Let’s look at a couple examples.

Firstly, back to our product example: let’s suppose we’re setting up product URLs for a fashion e-commerce store.

Will I need to group the products together? Yes, almost certainly. There clearly needs to be a way of grouping in the URL. We should put them in a /product/ folder.

Within in this template, how might I need to group these URLs together? The most plausible grouping for products is the product category. Let’s take a black midi dress.

What about putting "little black dress" or "midi" as a category? Well, are they mutually exclusive? Our dress could fit in the "little black dress" category and the "midi dress" category, so that’s probably not something we should add as a folder in the URL.

What about moving up a level and using "dress" as a category? Now that is far more suitable, if we could reasonably split all our products into:

  • Dresses
  • Tops
  • Skirts
  • Trousers
  • Jeans

And if we were happy with having jeans and trousers separate then this might indeed be an excellent fit that would allow us to easily measure the performance of each top-level category. These also seem relatively unlikely to change and, as long as we’re happy having this type of hierarchy at the top (as opposed to, say, "season," for example), it makes a lot of sense.

What are some common URL patterns people should use?

Product pages

We’ve banged on about this enough and gone through the example above. Stick your products in a /products/ folder.

Articles

Applying the same rules we talked about to articles and two things jump out. The first is top-level categorization.

For example, adding in the following folders would allow you to easily measure the top-level performance of articles:

  • Travel
  • Sports
  • News

You should, of course, be keeping them all in a /blog/ or /guides/ etc. folder too, because you won’t want to group just by category.

Here’s an example of all 3:

  • A bad blog article URL: example.com/this-is-an-article-name/
  • A better blog article URL: example.com/blog/this-is-an-article-name/
  • An even better blog article URL: example.com/blog/sports/this-is-an-article-name

The second, which obeys all our rules, is author groupings, which may be well-suited for editorial sites with a large number of authors that they want performance stats on.

Location grouping

Many types of websites often have category pages per location. For example:

  • Cars for sale in Manchester - /for-sale/vehicles/manchester
  • Cars for sale in Birmingham. - /for-sale/vehicles/birmingham

However, there are many different levels of location granularity. For example, here are 4 different URLs, each a more specific location in the one above it (sorry to all our non-UK readers — just run with me here).

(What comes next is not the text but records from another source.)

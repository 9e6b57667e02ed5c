//! Pool hostname resolution.

use std::net::IpAddr;

use async_trait::async_trait;
use tracing::debug;

use crate::errors::ResolutionError;

/// Resolves a pool hostname to the single address every attempt queries.
#[async_trait]
pub trait PoolResolver: Send + Sync {
    async fn resolve(&self, host: &str) -> Result<IpAddr, ResolutionError>;
}

/// Resolver backed by the operating system via tokio's DNS lookup.
#[derive(Debug, Clone, Copy, Default)]
pub struct SystemResolver;

#[async_trait]
impl PoolResolver for SystemResolver {
    async fn resolve(&self, host: &str) -> Result<IpAddr, ResolutionError> {
        // Literal addresses skip the lookup entirely.
        if let Ok(ip) = host.parse::<IpAddr>() {
            return Ok(ip);
        }

        let mut addrs = tokio::net::lookup_host((host, 0))
            .await
            .map_err(|source| ResolutionError::Lookup {
                host: host.to_string(),
                source,
            })?;

        let addr = addrs.next().ok_or_else(|| ResolutionError::NoAddress {
            host: host.to_string(),
        })?;
        debug!("Resolved {} to {}", host, addr.ip());
        Ok(addr.ip())
    }
}
//! IPPAN NTP Pool Time Source
//!
//! Acquires network time from an NTP pool by fanning out several
//! concurrent SNTP queries to one resolved address and keeping the
//! median-round-trip reading.
//!
//! # Features
//! - Single resolution per request, shared by all attempts
//! - Five concurrent attempts, each under its own timeout
//! - Slow readings (round trip above the configured slack) discarded
//! - Deterministic upper-median selection, no averaging of readings
//! - One aggregated error when no attempt is usable
//!
//! The SNTP wire exchange itself is supplied by the caller through
//! [`TimeQuery`].

pub mod arbiter;
pub mod config;
pub mod errors;
pub mod query;
pub mod resolver;
pub mod source;
pub mod types;

pub use arbiter::{arbitrate, filter_slow, median_reading, select};
pub use config::NtpSourceConfig;
pub use errors::{ConfigError, QueryError, ResolutionError, Result, TimeSourceError};
pub use query::{fan_out, TimeQuery, REQUEST_BATCH_SIZE};
pub use resolver::{PoolResolver, SystemResolver};
pub use source::{NtpTimeSource, TimeSource};
pub use types::{NtpReading, QueryOutcome, TimeSourceConfig, TimeSyncInfo};
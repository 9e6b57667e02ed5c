//! Error types for the NTP pool time source

use thiserror::Error;

/// Failure of a single query attempt. Always recovered into a
/// [`crate::QueryOutcome::Failure`] by the fan-out engine.
#[derive(Error, Debug)]
pub enum QueryError {
    #[error("NTP request timed out after {timeout_ms} ms")]
    Timeout { timeout_ms: u64 },

    #[error("NTP request I/O error: {0}")]
    Io(#[from] std::io::Error),

    #[error("Malformed NTP reply: {0}")]
    Protocol(String),

    #[error("NTP request aborted: {0}")]
    Aborted(String),

    #[error("{0}")]
    Other(String),
}

/// Failure to turn the pool hostname into an address.
#[derive(Error, Debug)]
pub enum ResolutionError {
    #[error("Failed to resolve {host}: {source}")]
    Lookup {
        host: String,
        #[source]
        source: std::io::Error,
    },

    #[error("No address found for {host}")]
    NoAddress { host: String },
}

/// Errors surfaced by [`crate::TimeSource::request_time`].
#[derive(Error, Debug)]
pub enum TimeSourceError {
    /// Hostname lookup failed before any query was sent
    #[error(transparent)]
    Resolution(#[from] ResolutionError),

    /// No attempt yielded an acceptable reading
    #[error("{message}")]
    AllRequestsFailed {
        message: String,
        #[source]
        cause: Option<QueryError>,
    },
}

/// Errors raised while loading or validating configuration.
#[derive(Error, Debug)]
pub enum ConfigError {
    #[error("Failed to read config file: {0}")]
    Io(#[from] std::io::Error),

    #[error("Failed to parse config: {0}")]
    Parse(#[from] toml::de::Error),

    #[error("Invalid configuration: {0}")]
    Invalid(String),
}

pub type Result<T> = std::result::Result<T, TimeSourceError>;
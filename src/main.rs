//! Debt Payoff CLI
//!
//! Reads a payoff request and writes the resulting schedule as JSON.
//!
//! # Usage
//!
//! ```bash
//! cargo run -- request.json > schedule.json
//! cargo run -- cards.csv avalanche 450.00 > schedule.json
//! cargo run -- --compare request.json > comparison.json
//! ```
//!
//! # Environment Variables
//!
//! - `RUST_LOG`: Set to `debug` or `warn` to control logging verbosity
//! - `DEBT_PAYOFF_MAX_MONTHS`: Longest schedule to simulate (default 1200)

use debt_payoff::{DebtPayoffRequest, EngineError, PayoffEngine, Result, SimulationConfig};
use std::env;
use std::fs::File;
use std::io::{self, BufReader, Write};
use std::path::Path;
use std::process;

fn main() {
    env_logger::init();

    if let Err(e) = run() {
        eprintln!("Error ({}): {}", e.kind(), e);
        process::exit(1);
    }
}

fn run() -> Result<()> {
    let mut args: Vec<String> = env::args().skip(1).collect();

    let compare = match args.iter().position(|a| a == "--compare") {
        Some(idx) => {
            args.remove(idx);
            true
        }
        None => false,
    };

    let request = load_request(&args)?;
    let engine = PayoffEngine::with_config(SimulationConfig::from_env());

    let stdout = io::stdout();
    let mut handle = stdout.lock();
    if compare {
        serde_json::to_writer_pretty(&mut handle, &engine.compare(&request)?)?;
    } else {
        serde_json::to_writer_pretty(&mut handle, &engine.calculate(&request)?)?;
    }
    writeln!(handle)?;

    Ok(())
}

/// Loads a JSON request, or a CSV card list followed by strategy and budget.
fn load_request(args: &[String]) -> Result<DebtPayoffRequest> {
    let input_path = args.first().ok_or(EngineError::MissingArgument)?;
    let reader = BufReader::new(File::open(input_path)?);

    let is_csv = Path::new(input_path)
        .extension()
        .map(|ext| ext.eq_ignore_ascii_case("csv"))
        .unwrap_or(false);

    if is_csv {
        match (args.get(1), args.get(2)) {
            (Some(strategy), Some(monthly_payment)) => {
                DebtPayoffRequest::from_csv(reader, strategy, monthly_payment)
            }
            _ => Err(EngineError::MissingArgument),
        }
    } else {
        DebtPayoffRequest::from_json(reader)
    }
}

  • Cars for sale in Suffolk - /for-sale/vehicles/suffolk
  • Cars for sale in Ipswich - /for-sale/vehicles/ipswich
  • Cars for sale in Ipswich center - /for-sale/vehicles/ipswich-center
  • Cars for sale on Lancaster road - /for-sale/vehicles/lancaster-road

Obviously every site will have different levels of location granularity, but a grouping often missing here is providing the level of location granularity in the URL. For example:

  • Cars for sale in Suffolk - /for-sale/cars/county/suffolk
  • Cars for sale in Ipswich - /for-sale/vehicles/town/ipswich
  • Cars for sale in Ipswich center - /for-sale/vehicles/area/ipswich-center
  • Cars for sale on Lancaster road - /for-sale/vehicles/street/lancaster-road

This could even just be numbers (although this is less ideal because it breaks our second rule):

  • Cars for sale in Suffolk - /for-sale/vehicles/04/suffolk
  • Cars for sale in Ipswich - /for-sale/vehicles/03/ipswich
  • Cars for sale in Ipswich center - /for-sale/vehicles/02/ipswich-center
  • Cars for sale on Lancaster road - /for-sale/vehicles/01/lancaster-road

This makes it very easy to assess and measure the performance of each layer so you can understand if it's necessary, or if perhaps you've aggregated too much.

What other good (or bad) examples of this has the community come across? Let’s here it!